▶ _What to produce_: Go through the records below and return each line that has "matches" in it.

▶ _Record extracts_:

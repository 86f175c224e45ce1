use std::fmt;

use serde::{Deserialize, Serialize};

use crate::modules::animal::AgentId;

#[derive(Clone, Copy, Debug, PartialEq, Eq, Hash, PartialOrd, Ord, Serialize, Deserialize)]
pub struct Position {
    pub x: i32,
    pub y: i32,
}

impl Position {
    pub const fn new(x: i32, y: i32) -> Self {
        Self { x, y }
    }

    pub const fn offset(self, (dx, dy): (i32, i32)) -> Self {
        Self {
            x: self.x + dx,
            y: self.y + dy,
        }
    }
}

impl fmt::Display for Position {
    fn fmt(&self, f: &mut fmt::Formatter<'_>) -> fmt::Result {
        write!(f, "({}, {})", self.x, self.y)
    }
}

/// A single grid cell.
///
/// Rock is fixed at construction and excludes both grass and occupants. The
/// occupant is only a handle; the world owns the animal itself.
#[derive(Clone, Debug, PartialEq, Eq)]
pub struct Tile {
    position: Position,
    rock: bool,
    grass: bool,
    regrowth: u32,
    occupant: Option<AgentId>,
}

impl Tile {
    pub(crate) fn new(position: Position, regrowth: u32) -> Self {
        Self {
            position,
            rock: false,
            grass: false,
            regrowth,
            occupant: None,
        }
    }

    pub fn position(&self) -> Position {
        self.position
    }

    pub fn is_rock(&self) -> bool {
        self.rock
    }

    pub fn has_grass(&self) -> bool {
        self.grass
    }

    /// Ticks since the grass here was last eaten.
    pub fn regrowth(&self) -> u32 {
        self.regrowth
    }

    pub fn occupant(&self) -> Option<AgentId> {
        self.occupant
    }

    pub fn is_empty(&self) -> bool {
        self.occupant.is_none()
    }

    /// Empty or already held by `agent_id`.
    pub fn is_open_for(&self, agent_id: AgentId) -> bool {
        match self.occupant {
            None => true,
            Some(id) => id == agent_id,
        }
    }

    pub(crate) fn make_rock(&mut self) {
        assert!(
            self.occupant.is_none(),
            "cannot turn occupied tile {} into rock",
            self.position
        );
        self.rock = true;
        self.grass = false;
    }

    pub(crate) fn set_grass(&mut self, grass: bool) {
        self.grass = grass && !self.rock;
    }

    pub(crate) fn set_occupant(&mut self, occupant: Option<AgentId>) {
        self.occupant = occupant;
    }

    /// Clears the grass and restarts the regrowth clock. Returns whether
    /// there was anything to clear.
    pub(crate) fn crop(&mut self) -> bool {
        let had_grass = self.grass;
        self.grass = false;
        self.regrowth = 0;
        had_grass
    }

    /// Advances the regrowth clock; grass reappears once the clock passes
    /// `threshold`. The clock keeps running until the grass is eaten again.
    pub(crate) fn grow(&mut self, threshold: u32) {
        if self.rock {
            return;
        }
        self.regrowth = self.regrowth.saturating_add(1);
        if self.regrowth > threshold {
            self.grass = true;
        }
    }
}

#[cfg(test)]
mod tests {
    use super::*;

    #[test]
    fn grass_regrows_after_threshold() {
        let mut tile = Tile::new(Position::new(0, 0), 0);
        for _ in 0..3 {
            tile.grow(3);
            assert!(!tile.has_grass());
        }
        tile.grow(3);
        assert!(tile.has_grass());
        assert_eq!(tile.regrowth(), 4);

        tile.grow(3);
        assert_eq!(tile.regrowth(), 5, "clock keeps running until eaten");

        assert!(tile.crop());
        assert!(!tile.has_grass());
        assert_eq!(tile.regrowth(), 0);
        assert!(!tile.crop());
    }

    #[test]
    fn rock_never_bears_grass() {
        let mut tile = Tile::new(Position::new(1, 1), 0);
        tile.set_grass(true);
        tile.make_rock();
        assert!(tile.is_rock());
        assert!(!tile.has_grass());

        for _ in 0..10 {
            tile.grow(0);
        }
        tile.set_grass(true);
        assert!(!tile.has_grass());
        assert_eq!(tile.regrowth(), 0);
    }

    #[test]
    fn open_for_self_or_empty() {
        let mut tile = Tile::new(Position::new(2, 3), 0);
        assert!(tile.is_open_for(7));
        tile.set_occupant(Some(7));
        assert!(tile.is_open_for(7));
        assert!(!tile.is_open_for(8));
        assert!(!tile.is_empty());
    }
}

* * *

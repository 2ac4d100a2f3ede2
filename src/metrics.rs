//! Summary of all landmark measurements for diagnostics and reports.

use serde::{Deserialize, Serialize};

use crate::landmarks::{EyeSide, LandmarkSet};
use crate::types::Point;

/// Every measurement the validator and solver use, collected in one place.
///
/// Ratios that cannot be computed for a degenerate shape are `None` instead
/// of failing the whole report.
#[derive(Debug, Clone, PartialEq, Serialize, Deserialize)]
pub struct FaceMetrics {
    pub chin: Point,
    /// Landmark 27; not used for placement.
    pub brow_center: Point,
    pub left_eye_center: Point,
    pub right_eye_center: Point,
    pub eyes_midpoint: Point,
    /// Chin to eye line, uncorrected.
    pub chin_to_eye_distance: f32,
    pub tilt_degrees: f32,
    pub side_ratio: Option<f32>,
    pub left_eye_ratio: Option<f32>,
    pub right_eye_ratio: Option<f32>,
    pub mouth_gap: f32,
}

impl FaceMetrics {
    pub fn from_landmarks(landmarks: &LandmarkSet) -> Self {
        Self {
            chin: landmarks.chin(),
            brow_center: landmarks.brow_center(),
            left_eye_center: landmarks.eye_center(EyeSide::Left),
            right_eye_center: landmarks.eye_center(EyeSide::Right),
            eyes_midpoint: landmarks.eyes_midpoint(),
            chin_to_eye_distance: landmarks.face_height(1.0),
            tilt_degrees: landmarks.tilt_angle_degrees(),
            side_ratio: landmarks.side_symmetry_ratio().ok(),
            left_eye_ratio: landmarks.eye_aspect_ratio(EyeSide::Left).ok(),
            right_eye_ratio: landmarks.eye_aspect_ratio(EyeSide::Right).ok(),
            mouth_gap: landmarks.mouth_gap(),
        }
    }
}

==

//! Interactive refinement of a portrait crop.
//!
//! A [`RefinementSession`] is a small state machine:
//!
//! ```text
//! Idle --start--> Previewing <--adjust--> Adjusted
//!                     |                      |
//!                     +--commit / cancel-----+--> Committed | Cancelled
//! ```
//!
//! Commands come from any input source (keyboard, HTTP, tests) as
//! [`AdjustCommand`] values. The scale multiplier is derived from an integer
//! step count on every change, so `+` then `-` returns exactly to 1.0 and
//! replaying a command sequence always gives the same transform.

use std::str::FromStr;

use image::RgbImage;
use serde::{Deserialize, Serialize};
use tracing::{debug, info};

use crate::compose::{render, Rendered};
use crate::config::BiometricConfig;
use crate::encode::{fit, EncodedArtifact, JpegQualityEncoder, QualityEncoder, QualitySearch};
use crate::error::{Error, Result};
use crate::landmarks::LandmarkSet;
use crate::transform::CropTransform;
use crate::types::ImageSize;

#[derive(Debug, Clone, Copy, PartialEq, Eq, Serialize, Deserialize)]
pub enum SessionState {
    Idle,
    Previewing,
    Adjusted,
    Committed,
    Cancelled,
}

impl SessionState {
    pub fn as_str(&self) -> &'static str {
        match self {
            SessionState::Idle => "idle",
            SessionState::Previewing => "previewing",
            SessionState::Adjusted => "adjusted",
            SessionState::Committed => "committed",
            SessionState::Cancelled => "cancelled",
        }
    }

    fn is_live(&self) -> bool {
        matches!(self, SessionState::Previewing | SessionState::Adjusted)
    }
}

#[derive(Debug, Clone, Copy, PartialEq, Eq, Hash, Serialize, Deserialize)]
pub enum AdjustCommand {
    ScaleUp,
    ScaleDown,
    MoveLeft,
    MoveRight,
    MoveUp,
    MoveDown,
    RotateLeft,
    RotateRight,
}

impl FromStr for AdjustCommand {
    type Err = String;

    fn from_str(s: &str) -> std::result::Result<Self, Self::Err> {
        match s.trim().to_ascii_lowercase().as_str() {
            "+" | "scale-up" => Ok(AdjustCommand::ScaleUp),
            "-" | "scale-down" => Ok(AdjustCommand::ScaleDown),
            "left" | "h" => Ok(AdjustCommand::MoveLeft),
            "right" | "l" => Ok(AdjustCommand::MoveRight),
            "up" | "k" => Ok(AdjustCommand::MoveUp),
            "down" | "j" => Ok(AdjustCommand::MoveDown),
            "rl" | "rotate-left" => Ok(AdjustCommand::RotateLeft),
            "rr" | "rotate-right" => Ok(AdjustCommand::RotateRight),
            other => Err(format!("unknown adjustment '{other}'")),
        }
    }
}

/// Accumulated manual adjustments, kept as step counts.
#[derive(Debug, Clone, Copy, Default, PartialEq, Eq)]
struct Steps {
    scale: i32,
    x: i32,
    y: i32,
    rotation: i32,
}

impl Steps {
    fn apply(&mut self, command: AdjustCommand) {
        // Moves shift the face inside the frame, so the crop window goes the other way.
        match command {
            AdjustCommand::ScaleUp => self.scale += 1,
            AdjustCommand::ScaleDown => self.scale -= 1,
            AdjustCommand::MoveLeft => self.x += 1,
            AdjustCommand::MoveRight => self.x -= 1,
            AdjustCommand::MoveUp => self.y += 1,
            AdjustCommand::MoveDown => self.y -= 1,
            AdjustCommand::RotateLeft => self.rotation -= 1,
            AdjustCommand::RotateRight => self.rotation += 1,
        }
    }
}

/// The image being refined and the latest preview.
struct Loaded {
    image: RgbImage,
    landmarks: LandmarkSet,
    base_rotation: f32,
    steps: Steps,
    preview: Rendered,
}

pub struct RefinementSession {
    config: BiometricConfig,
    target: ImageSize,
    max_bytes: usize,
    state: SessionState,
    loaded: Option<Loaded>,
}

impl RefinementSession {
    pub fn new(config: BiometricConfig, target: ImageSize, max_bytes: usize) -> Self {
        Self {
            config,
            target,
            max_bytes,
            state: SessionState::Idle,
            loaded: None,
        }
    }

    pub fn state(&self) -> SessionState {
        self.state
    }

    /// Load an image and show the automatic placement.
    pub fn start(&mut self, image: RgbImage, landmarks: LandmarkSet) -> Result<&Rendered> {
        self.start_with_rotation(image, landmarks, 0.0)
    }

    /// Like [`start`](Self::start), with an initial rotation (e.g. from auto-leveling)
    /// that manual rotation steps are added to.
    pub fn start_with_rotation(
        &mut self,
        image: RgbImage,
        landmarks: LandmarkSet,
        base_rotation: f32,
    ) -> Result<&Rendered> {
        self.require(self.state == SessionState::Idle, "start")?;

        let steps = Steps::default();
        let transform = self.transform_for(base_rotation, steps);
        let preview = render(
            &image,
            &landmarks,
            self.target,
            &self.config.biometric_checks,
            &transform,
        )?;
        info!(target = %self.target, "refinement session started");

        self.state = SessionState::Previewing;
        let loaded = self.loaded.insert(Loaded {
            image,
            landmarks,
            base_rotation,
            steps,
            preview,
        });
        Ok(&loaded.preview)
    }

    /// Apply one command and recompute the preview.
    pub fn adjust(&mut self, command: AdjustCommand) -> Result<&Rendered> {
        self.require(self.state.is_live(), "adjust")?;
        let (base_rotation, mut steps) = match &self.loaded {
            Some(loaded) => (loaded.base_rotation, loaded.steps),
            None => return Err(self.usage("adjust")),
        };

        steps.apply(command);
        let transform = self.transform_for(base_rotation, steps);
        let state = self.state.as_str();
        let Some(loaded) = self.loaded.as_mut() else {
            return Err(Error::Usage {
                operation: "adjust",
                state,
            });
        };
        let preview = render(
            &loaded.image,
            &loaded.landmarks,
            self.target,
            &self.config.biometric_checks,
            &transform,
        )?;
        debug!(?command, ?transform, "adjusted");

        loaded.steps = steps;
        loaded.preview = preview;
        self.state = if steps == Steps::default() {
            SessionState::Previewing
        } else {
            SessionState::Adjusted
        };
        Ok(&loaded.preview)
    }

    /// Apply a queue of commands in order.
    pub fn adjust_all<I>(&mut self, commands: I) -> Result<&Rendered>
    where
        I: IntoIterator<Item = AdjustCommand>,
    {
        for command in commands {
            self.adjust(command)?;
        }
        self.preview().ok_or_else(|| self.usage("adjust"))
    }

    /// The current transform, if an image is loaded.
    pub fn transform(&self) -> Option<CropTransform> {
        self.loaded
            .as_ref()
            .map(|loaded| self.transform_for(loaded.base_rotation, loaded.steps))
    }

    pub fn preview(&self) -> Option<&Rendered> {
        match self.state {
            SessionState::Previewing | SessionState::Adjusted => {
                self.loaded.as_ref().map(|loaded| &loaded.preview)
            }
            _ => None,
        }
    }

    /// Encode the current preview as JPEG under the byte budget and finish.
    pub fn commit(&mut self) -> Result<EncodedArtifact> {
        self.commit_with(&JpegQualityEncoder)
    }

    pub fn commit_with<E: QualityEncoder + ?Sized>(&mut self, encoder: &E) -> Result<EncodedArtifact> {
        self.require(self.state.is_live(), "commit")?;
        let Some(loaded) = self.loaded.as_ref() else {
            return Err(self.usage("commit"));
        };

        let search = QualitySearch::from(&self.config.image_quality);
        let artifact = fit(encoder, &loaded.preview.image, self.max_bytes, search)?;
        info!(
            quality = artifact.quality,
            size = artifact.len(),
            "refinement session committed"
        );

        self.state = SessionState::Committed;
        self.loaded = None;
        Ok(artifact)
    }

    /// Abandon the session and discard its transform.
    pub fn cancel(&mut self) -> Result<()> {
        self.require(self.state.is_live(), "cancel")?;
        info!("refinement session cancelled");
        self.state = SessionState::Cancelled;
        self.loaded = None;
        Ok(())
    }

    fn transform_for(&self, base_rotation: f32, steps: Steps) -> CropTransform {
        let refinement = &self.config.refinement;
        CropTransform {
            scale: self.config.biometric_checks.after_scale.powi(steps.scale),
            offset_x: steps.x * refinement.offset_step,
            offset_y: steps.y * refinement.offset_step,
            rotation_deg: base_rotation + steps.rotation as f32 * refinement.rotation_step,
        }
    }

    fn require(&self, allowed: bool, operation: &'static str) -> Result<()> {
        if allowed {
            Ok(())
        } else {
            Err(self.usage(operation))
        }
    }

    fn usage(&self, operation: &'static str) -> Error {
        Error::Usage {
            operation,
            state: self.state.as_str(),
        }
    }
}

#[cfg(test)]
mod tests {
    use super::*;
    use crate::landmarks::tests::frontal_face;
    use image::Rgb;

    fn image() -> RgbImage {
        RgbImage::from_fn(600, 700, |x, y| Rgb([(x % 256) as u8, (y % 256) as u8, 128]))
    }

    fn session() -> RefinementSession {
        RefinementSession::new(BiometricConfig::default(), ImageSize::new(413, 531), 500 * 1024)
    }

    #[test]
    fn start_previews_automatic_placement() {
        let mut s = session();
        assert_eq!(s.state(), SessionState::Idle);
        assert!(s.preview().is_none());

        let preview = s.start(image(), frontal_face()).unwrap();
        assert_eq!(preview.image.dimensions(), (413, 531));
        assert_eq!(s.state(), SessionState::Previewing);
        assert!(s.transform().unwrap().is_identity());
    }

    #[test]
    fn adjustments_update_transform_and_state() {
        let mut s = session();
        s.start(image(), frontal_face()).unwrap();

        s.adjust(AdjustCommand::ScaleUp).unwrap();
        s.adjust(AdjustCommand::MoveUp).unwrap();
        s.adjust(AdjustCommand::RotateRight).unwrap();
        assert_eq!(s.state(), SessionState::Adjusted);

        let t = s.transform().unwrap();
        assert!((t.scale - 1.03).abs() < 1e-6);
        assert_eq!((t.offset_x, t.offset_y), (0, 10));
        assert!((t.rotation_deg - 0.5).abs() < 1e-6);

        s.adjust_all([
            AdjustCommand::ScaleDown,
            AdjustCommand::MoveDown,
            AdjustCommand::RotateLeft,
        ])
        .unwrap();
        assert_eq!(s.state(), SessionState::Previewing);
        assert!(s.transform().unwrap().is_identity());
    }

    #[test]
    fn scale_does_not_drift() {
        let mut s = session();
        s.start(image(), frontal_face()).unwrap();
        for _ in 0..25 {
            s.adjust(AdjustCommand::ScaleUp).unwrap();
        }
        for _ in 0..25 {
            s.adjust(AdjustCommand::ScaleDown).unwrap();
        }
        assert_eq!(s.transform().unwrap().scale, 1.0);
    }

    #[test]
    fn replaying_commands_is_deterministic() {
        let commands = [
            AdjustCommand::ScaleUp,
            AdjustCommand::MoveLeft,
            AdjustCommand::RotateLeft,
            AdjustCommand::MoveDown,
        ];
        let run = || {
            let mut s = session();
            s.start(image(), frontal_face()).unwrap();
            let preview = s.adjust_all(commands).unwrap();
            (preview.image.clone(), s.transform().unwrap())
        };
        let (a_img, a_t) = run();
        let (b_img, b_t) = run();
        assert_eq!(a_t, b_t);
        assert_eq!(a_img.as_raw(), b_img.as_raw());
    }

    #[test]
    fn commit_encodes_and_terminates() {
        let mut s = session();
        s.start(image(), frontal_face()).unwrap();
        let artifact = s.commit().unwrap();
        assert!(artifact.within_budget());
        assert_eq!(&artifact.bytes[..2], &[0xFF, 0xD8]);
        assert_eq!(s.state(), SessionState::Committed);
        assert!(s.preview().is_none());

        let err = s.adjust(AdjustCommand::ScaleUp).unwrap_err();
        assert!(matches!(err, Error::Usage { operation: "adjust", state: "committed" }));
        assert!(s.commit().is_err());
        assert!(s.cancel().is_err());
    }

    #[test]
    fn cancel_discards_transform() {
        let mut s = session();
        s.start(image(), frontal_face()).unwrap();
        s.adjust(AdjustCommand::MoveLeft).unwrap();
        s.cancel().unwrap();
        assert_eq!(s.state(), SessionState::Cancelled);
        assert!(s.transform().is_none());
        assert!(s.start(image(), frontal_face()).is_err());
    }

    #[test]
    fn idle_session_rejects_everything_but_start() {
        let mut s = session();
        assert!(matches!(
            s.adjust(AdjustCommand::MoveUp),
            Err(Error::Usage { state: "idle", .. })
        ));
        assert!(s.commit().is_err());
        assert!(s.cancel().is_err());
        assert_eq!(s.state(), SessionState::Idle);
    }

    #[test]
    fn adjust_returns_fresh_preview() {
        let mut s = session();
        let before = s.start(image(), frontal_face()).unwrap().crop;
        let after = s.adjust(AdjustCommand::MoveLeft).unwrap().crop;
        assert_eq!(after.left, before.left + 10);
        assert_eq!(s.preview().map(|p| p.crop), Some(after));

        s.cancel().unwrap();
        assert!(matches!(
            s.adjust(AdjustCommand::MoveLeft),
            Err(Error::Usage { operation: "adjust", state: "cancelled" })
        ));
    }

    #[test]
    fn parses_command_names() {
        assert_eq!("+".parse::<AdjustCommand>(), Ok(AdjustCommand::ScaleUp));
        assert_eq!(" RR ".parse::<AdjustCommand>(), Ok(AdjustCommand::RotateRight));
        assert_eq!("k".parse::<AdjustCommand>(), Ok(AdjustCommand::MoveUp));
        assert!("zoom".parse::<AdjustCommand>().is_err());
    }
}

▶ _Worked solution_:
        matches!(self, SessionState::Previewing | SessionState::Adjusted)
        assert!(matches!(err, Error::Usage { operation: "adjust", state: "committed" }));
        assert!(matches!(
        assert!(matches!(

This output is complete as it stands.